CULPA E CONSCIÊNCIA II

                Seja o que for que fizeste ou deixaste de fazer, a recordação, em culpa, daquele instante, de maneira alguma ajudará-te-á.
                Não poderás apagar o erro, lamentando-o, por mais te demores nesta atitude, tampouco experimentarás recompensa reter-te na lembrança do que poderias ter feito e deixaste de realizar. A aparente compensação que experimentes, enquanto assim permaneça, é neurótica, pois que voltarás às mesmas reminiscências que se transformarão em cáustico mental no futuro.
                Tudo quanto invistas para anular o passado, removê-lo ou deixa-lo à margem, será inútil.
                O que está feito ou aquilo que ficou para realizar, constituem experiências para futuras condutas.
                Águas passadas não movem moinhos – afirma o brocardo popular com sabedoria.
                As lembranças negativas entropecem o entusiasmo para as ações edificantes, únicas portadoras de esperança para a liberação da culpa.
                Há pequenas culpas que resultam da educação deficiente, neurótica, do lar, igualmente perturbadoras, mas de pequena monta.
                A existência terrena é toda uma oportunidade para enriquecimento contínuo.

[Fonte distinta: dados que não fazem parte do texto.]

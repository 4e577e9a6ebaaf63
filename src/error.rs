// Errors surfaced by a decision

use thiserror::Error;

use crate::game::GameError;
use crate::layout::LayoutError;
use crate::types::{Direction, Position};

#[derive(Debug, Error)]
pub enum SearchError {
    /// A simulated transition was rejected by the game engine. Always a bug in
    /// the search, so the decision is abandoned instead of skewing statistics.
    #[error("simulated transition failed for agent {agent} moving {action} at {position}: {source}")]
    Transition {
        agent: usize,
        action: Direction,
        position: Position,
        remaining: Vec<Direction>,
        legal: Vec<Direction>,
        #[source]
        source: GameError,
    },
    #[error("pacman has no legal move at {0}")]
    NoLegalActions(Position),
    #[error(transparent)]
    Game(#[from] GameError),
    #[error(transparent)]
    Layout(#[from] LayoutError),
}
// Core value types shared by the maze topology, the search tree and the engine
//
// Coordinates follow the layout convention: x grows east, y grows north, and the
// first text row of a layout is the northernmost row.

use serde::{Deserialize, Serialize};
use std::fmt;

/// A cell in the maze grid
#[derive(Deserialize, Serialize, Debug, PartialEq, Eq, Clone, Copy, Hash, PartialOrd, Ord)]
pub struct Position {
    pub x: i32,
    pub y: i32,
}

impl Position {
    pub const fn new(x: i32, y: i32) -> Self {
        Position { x, y }
    }

    /// Grid distance ignoring walls
    pub fn manhattan(&self, other: Position) -> usize {
        ((self.x - other.x).abs() + (self.y - other.y).abs()) as usize
    }
}

impl fmt::Display for Position {
    fn fmt(&self, f: &mut fmt::Formatter<'_>) -> fmt::Result {
        write!(f, "({}, {})", self.x, self.y)
    }
}

/// The four primitive moves available to every agent
#[derive(Deserialize, Serialize, Debug, Clone, Copy, PartialEq, Eq, Hash)]
#[serde(rename_all = "lowercase")]
pub enum Direction {
    North,
    South,
    East,
    West,
}

impl Direction {
    /// Returns all possible directions
    pub fn all() -> [Direction; 4] {
        [
            Direction::North,
            Direction::South,
            Direction::East,
            Direction::West,
        ]
    }

    /// Converts direction to its lowercase name, as used in logs
    pub fn as_str(&self) -> &'static str {
        match self {
            Direction::North => "north",
            Direction::South => "south",
            Direction::East => "east",
            Direction::West => "west",
        }
    }

    /// The move that undoes this one
    pub fn opposite(&self) -> Direction {
        match self {
            Direction::North => Direction::South,
            Direction::South => Direction::North,
            Direction::East => Direction::West,
            Direction::West => Direction::East,
        }
    }

    /// Calculates the next position when moving in this direction
    pub fn apply(&self, position: &Position) -> Position {
        match self {
            Direction::North => Position { x: position.x, y: position.y + 1 },
            Direction::South => Position { x: position.x, y: position.y - 1 },
            Direction::East => Position { x: position.x + 1, y: position.y },
            Direction::West => Position { x: position.x - 1, y: position.y },
        }
    }
}

impl fmt::Display for Direction {
    fn fmt(&self, f: &mut fmt::Formatter<'_>) -> fmt::Result {
        f.write_str(self.as_str())
    }
}

/// Lens through which accumulated rewards are read when choosing a move
#[derive(Deserialize, Serialize, Debug, Clone, Copy, PartialEq, Eq, Hash)]
#[serde(rename_all = "lowercase")]
pub enum Tactic {
    Survival,
    Pill,
    Ghost,
}

impl Tactic {
    pub fn as_str(&self) -> &'static str {
        match self {
            Tactic::Survival => "survival",
            Tactic::Pill => "pill",
            Tactic::Ghost => "ghost",
        }
    }

    /// Order in which tactics are tried at action selection: the current one
    /// first, then ghost, pill and survival, without repeats.
    pub fn priority_order(current: Tactic) -> Vec<Tactic> {
        let mut order = vec![current];
        for tactic in [Tactic::Ghost, Tactic::Pill, Tactic::Survival] {
            if !order.contains(&tactic) {
                order.push(tactic);
            }
        }
        order
    }
}

impl fmt::Display for Tactic {
    fn fmt(&self, f: &mut fmt::Formatter<'_>) -> fmt::Result {
        f.write_str(self.as_str())
    }
}

/// Outcome of a finished game, seen from pacman's side
#[derive(Debug, Clone, Copy, PartialEq, Eq, Serialize)]
#[serde(rename_all = "lowercase")]
pub enum Outcome {
    Win,
    Lose,
}
// Debug logging module for per-decision JSONL records
//
// Each decision appends one JSON object per line. The search is synchronous,
// so writes happen inline on a buffered file. Failures are logged and the
// logger disables itself; a broken log never interrupts a game.

use log::error;
use serde::Serialize;
use std::fs::{File, OpenOptions};
use std::io::{BufWriter, Write};

use crate::engine::SearchStats;
use crate::tree::ChildSummary;
use crate::types::{Direction, Position, Tactic};

/// Represents a single debug log entry
#[derive(Debug, Serialize)]
pub struct DecisionRecord {
    pub turn: u32,
    pub position: Position,
    pub chosen_move: Direction,
    pub tactic: Tactic,
    pub fallback: bool,
    pub stats: SearchStats,
    pub root_visits: f64,
    pub tree_size: usize,
    pub children: Vec<ChildSummary>,
}

#[derive(Debug, Serialize)]
struct DebugLogEntry<'a> {
    #[serde(flatten)]
    record: &'a DecisionRecord,
    timestamp: String,
}

pub struct DecisionLogger {
    writer: Option<BufWriter<File>>,
}

impl DecisionLogger {
    /// Creates a new decision logger
    /// If enabled is true, initializes the log file (truncating if it exists)
    pub fn new(enabled: bool, log_file_path: &str) -> Self {
        if !enabled {
            return Self::disabled();
        }

        match OpenOptions::new()
            .create(true)
            .write(true)
            .truncate(true)
            .open(log_file_path)
        {
            Ok(file) => {
                log::info!("Debug logging enabled: {}", log_file_path);
                DecisionLogger {
                    writer: Some(BufWriter::new(file)),
                }
            }
            Err(e) => {
                error!("Failed to create debug log file '{}': {}", log_file_path, e);
                Self::disabled()
            }
        }
    }

    /// Creates a disabled decision logger (no-op)
    pub fn disabled() -> Self {
        DecisionLogger { writer: None }
    }

    pub fn is_enabled(&self) -> bool {
        self.writer.is_some()
    }

    /// Appends one record and flushes it
    pub fn log_decision(&mut self, record: &DecisionRecord) {
        let writer = match self.writer.as_mut() {
            Some(writer) => writer,
            None => return,
        };

        let entry = DebugLogEntry {
            record,
            timestamp: chrono::Utc::now().to_rfc3339(),
        };

        let result = serde_json::to_string(&entry)
            .map_err(|e| format!("Failed to serialize debug log entry: {}", e))
            .and_then(|line| {
                writeln!(writer, "{}", line)
                    .and_then(|_| writer.flush())
                    .map_err(|e| format!("Failed to write debug log entry: {}", e))
            });

        if let Err(message) = result {
            error!("{}", message);
            self.writer = None;
        }
    }
}
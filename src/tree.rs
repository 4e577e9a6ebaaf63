// Persistent search tree with re-rooting between decisions
//
// Nodes live in a flat arena and refer to each other by `NodeId`. Children
// lists own their handles; the parent link is a plain back-reference. Pruned
// subtrees return their slots to a free list.

use log::debug;
use serde::Serialize;

use crate::game::GameState;
use crate::layout::Walls;
use crate::node::{Node, NodeId, Rewards};
use crate::topology::{MacroEdge, MazeTopology};
use crate::types::{Direction, Position, Tactic};

/// What `update` managed to keep from the previous decision
#[derive(Debug, Clone, Copy, PartialEq, Eq)]
pub enum Reuse {
    /// Agent did not move; the tree is kept as is
    Kept,
    /// Agent reached a junction that was a child of the root
    Promoted,
    /// Agent left a junction into a corridor; the tree was rebuilt around it
    Spliced,
    /// Agent moved along the corridor it was already in
    Slid,
    /// Nothing could be reused
    Reset,
}

/// Compact view of a root child, used in logs
#[derive(Debug, Clone, Serialize)]
pub struct ChildSummary {
    pub action: Option<Direction>,
    pub destination: Position,
    pub visits: f64,
    pub survival: f64,
    pub pill: f64,
    pub ghost: f64,
}

#[derive(Debug)]
pub struct SearchTree {
    topology: MazeTopology,
    nodes: Vec<Node>,
    free: Vec<usize>,
    root: NodeId,
}
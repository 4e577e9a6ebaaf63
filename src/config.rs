// Configuration module for reading Pacman.toml
// Every tunable of the search, the reuse protocol and the rollout lives here

use serde::Deserialize;
use std::fs;
use std::path::Path;

use crate::adversary::AdversaryModel;

/// Main configuration structure containing all tunable parameters
#[derive(Debug, Deserialize, Clone)]
pub struct Config {
    pub timing: TimingConfig,
    pub search: SearchConfig,
    pub reuse: ReuseConfig,
    pub tactics: TacticsConfig,
    pub evaluation: EvaluationConfig,
    pub playout: PlayoutConfig,
    pub debug: DebugConfig,
}

/// Wall-clock budget per decision
#[derive(Debug, Deserialize, Clone)]
pub struct TimingConfig {
    pub time_budget_ms: u64,
    /// Reserved for tree update, action selection and logging
    pub safety_margin_ms: u64,
}

impl TimingConfig {
    /// Computes the time left for search iterations
    pub fn effective_budget_ms(&self) -> u64 {
        self.time_budget_ms.saturating_sub(self.safety_margin_ms)
    }
}

/// Select / expand / simulate parameters
#[derive(Debug, Deserialize, Clone)]
pub struct SearchConfig {
    /// Simulated timesteps counted from the real state
    pub horizon: usize,
    /// Visits each child gets before UCT takes over
    pub visit_threshold: f64,
    pub exploration_constant: f64,
    /// Iteration cap per decision, 0 for none
    pub max_iterations: u64,
    pub adversary_model: AdversaryModel,
    /// Fixed RNG seed for reproducible searches
    #[serde(default)]
    pub seed: Option<u64>,
}

/// Tree reuse across decisions
#[derive(Debug, Deserialize, Clone)]
pub struct ReuseConfig {
    pub enabled: bool,
    pub discount_factor: f64,
}

/// Tactic-based action selection
#[derive(Debug, Deserialize, Clone)]
pub struct TacticsConfig {
    pub enabled: bool,
    /// Minimum survival value a child needs to be chosen
    pub safety_threshold: f64,
    /// Root survival rate at which pill collection takes over
    pub pill_survival_threshold: f64,
}

/// Reward channel parameters
#[derive(Debug, Deserialize, Clone)]
pub struct EvaluationConfig {
    pub long_term_goal_enabled: bool,
    /// Ghost reward above which a capsule is considered to have paid off
    pub strong_payoff_threshold: f64,
    /// Normaliser for residual capture value
    pub max_ghost_value: f64,
    pub terminal_bonus: f64,
    pub terminal_penalty: f64,
}

#[derive(Debug, Deserialize, Clone)]
pub struct PlayoutConfig {
    /// Extra steps a ghost may take to the destination and still count as a threat
    pub collision_tolerance: usize,
}

/// JSONL decision log
#[derive(Debug, Deserialize, Clone)]
pub struct DebugConfig {
    pub enabled: bool,
    pub log_file_path: String,
}

impl Config {
    /// Loads configuration from a TOML file
    ///
    /// # Arguments
    /// * `path` - Path to the Pacman.toml configuration file
    ///
    /// # Returns
    /// * `Result<Config, String>` - Parsed configuration or error message
    pub fn from_file<P: AsRef<Path>>(path: P) -> Result<Self, String> {
        let contents = fs::read_to_string(path.as_ref())
            .map_err(|e| format!("Failed to read config file: {}", e))?;

        toml::from_str(&contents)
            .map_err(|e| format!("Failed to parse config file: {}", e))
    }

    /// Loads default configuration from Pacman.toml in the project root
    pub fn load_default() -> Result<Self, String> {
        Self::from_file("Pacman.toml")
    }

    /// Creates a configuration with hardcoded default values as fallback
    /// This should match the constants defined in Pacman.toml
    pub fn default_hardcoded() -> Self {
        Config {
            timing: TimingConfig {
                time_budget_ms: 200,
                safety_margin_ms: 20,
            },
            search: SearchConfig {
                horizon: 40,
                visit_threshold: 3.0,
                exploration_constant: std::f64::consts::SQRT_2,
                max_iterations: 0,
                adversary_model: AdversaryModel::Directional,
                seed: None,
            },
            reuse: ReuseConfig {
                enabled: true,
                discount_factor: 0.5,
            },
            tactics: TacticsConfig {
                enabled: true,
                safety_threshold: 0.5,
                pill_survival_threshold: 0.7,
            },
            evaluation: EvaluationConfig {
                long_term_goal_enabled: true,
                strong_payoff_threshold: 0.25,
                max_ghost_value: 160.0,
                terminal_bonus: 1.0,
                terminal_penalty: 1.0,
            },
            playout: PlayoutConfig {
                collision_tolerance: 1,
            },
            debug: DebugConfig {
                enabled: false,
                log_file_path: "pacman_debug.jsonl".to_string(),
            },
        }
    }

    /// Attempts to load from file, falls back to hardcoded defaults on error
    pub fn load_or_default() -> Self {
        Self::load_default()
            .unwrap_or_else(|e| {
                log::warn!("Could not load Pacman.toml ({}), using hardcoded defaults", e);
                Self::default_hardcoded()
            })
    }
}
// Library exports for the Pac-Man MCTS agent
// The batch driver and the integration tests use the agent through this crate

pub mod adversary;
pub mod agent;
pub mod classic;
pub mod config;
pub mod debug_logger;
pub mod engine;
pub mod error;
pub mod game;
pub mod layout;
pub mod node;
pub mod playout;
pub mod runner;
pub mod topology;
pub mod tree;
pub mod types;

                Cada instante é ensejo de nova ação propiciadora de crescimento, de conhecimento, de conquista. Saber utilizá-lo é desafio para a criatura que anela por novas realizações.
                Desse modo, quem se detém nas sombrias paisagens da culpa ainda não descobriu a consciência da própria responsabilidade perante a vida, negando-se à bênção da libertação.
                De alguma forma, quem cultiva culpa não deseja libertar-se, em tal postura comprazendo-se irresponsavelmente.
                Sai da forma do arrependimento e age de maneira correta, edificante.
                Reabilita-te do erro, através de ações novas que representam o teu atual estado de alma.
                Detém a conda dos efeitos perniciosos com a diluição deles nas novas fronteiras do bem.
                A soma das tuas ações positivas quitará o débito moral que contraíste perante a Divina Consciência, porquanto o importante não é a quem se faz o bem ou o mal, e sim, a ação em si mesma em relação à harmonia universal.
                Como consequência, a culpa deve ser superada mediante ações positivas, reabilitadoras, que resultarão dos pensamentos íntimos enobrecedores.